Directions for this task: Every line with "base" in it must be copied from the data.
___ Data for analysis
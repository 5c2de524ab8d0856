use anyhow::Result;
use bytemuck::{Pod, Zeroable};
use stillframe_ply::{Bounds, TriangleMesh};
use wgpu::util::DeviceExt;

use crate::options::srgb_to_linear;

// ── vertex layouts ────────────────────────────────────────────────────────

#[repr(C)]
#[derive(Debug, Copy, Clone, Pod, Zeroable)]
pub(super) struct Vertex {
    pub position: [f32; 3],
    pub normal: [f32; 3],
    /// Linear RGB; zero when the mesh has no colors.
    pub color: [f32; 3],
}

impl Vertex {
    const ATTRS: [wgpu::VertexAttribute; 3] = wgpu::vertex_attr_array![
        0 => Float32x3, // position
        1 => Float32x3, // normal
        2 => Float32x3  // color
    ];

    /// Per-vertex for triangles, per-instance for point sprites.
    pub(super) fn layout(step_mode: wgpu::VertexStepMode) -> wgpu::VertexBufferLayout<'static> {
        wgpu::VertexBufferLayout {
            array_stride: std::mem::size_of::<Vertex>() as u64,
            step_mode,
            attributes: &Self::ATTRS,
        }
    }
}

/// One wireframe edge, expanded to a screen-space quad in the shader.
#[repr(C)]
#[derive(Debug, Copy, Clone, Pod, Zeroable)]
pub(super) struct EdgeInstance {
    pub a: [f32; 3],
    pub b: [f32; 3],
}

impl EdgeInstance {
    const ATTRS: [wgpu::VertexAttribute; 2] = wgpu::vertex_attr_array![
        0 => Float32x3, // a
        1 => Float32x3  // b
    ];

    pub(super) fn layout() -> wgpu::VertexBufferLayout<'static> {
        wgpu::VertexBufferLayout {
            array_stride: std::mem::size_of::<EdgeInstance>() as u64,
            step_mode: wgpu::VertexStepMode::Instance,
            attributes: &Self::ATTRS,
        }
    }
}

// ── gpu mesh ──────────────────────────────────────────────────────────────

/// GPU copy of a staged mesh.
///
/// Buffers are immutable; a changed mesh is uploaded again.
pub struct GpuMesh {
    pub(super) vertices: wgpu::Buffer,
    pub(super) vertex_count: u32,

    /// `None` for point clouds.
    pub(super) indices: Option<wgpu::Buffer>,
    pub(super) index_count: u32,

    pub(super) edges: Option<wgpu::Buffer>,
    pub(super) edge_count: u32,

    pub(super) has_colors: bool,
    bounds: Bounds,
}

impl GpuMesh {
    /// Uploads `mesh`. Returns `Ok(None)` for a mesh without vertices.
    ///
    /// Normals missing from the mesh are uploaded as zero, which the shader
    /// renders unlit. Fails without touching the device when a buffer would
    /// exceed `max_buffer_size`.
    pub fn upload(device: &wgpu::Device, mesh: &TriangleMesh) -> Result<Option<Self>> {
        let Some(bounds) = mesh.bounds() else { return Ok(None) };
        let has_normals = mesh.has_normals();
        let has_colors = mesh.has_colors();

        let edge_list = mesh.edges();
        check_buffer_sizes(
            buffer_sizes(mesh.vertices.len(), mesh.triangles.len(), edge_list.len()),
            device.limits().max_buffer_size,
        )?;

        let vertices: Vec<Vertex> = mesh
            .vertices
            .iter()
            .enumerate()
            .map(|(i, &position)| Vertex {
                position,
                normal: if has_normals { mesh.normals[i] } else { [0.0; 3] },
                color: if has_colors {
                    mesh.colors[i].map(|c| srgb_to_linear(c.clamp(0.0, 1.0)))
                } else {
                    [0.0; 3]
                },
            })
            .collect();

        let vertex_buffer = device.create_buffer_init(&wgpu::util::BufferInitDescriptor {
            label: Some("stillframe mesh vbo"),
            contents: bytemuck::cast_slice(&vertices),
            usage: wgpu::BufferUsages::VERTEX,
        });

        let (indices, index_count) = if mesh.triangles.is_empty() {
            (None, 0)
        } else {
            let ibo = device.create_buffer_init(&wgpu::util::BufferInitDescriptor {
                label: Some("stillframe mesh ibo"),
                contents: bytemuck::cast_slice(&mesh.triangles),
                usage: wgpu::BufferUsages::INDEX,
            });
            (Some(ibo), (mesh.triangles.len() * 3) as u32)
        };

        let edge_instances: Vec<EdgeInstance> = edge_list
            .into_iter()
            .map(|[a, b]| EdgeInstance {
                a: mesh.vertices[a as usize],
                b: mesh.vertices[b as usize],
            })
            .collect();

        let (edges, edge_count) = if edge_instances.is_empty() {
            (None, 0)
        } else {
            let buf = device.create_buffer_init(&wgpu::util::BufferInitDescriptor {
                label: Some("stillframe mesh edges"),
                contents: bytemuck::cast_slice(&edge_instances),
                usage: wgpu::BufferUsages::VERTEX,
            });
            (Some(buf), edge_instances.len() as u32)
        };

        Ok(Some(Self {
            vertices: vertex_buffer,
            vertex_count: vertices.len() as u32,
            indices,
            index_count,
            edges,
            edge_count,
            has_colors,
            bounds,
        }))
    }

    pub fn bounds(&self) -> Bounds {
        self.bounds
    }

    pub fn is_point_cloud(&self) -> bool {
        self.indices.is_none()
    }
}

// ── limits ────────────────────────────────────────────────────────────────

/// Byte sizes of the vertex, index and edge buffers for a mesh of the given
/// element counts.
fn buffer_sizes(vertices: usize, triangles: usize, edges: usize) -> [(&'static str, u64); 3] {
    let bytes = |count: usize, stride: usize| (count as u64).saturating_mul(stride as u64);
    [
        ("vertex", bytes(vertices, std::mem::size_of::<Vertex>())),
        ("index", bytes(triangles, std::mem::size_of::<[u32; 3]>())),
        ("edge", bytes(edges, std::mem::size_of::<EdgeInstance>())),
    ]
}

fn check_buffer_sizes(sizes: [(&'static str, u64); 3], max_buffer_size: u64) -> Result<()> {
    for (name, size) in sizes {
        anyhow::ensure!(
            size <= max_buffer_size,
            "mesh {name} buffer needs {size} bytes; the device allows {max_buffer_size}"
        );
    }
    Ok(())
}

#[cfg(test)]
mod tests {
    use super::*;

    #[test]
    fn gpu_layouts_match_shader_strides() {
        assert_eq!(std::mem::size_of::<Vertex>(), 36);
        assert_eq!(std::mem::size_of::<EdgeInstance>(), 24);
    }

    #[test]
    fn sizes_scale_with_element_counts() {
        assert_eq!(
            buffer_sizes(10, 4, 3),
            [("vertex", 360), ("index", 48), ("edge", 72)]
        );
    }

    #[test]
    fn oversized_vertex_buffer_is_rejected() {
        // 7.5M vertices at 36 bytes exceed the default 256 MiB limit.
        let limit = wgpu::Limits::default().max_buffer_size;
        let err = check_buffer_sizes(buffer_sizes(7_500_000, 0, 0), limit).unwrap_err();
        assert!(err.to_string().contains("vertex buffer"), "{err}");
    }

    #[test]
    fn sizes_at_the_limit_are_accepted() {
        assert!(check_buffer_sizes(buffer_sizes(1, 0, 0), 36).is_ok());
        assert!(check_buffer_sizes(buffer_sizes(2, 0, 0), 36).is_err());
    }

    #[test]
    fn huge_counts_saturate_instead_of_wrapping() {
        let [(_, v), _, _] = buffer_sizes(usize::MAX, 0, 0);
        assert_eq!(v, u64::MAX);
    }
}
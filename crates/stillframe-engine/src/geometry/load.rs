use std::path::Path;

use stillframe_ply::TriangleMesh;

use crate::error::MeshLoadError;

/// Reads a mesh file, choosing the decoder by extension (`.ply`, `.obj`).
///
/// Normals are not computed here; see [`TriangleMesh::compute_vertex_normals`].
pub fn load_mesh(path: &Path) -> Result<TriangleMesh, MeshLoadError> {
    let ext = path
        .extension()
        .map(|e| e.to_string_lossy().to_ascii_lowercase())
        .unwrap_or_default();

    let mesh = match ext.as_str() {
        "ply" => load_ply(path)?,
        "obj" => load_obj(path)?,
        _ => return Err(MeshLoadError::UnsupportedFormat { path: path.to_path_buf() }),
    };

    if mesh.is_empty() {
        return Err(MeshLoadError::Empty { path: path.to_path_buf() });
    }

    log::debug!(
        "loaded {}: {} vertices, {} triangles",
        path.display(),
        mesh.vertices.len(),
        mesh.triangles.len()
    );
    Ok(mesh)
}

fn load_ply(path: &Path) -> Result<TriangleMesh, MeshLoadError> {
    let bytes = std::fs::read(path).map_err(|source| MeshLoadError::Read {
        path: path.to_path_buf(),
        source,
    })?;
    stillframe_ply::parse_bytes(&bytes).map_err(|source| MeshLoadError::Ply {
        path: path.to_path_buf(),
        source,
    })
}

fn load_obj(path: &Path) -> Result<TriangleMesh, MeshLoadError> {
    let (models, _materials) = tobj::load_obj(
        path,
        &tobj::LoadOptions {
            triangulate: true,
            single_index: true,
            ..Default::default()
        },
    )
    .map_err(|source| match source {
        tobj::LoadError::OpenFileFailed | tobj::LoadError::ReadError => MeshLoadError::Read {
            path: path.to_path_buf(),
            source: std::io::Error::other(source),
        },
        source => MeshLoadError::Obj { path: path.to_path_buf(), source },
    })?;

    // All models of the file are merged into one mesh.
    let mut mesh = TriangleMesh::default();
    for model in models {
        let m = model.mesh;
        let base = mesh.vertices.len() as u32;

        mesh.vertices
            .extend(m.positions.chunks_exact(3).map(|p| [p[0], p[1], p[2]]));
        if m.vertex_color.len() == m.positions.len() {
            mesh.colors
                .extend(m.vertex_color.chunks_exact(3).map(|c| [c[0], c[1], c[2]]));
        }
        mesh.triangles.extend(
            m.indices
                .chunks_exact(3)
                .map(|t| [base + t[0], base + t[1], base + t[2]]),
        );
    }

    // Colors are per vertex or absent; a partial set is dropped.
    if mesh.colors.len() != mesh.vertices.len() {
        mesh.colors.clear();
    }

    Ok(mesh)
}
______
Result of the exercise:
        let base = mesh.vertices.len() as u32;
                .map(|t| [base + t[0], base + t[1], base + t[2]]),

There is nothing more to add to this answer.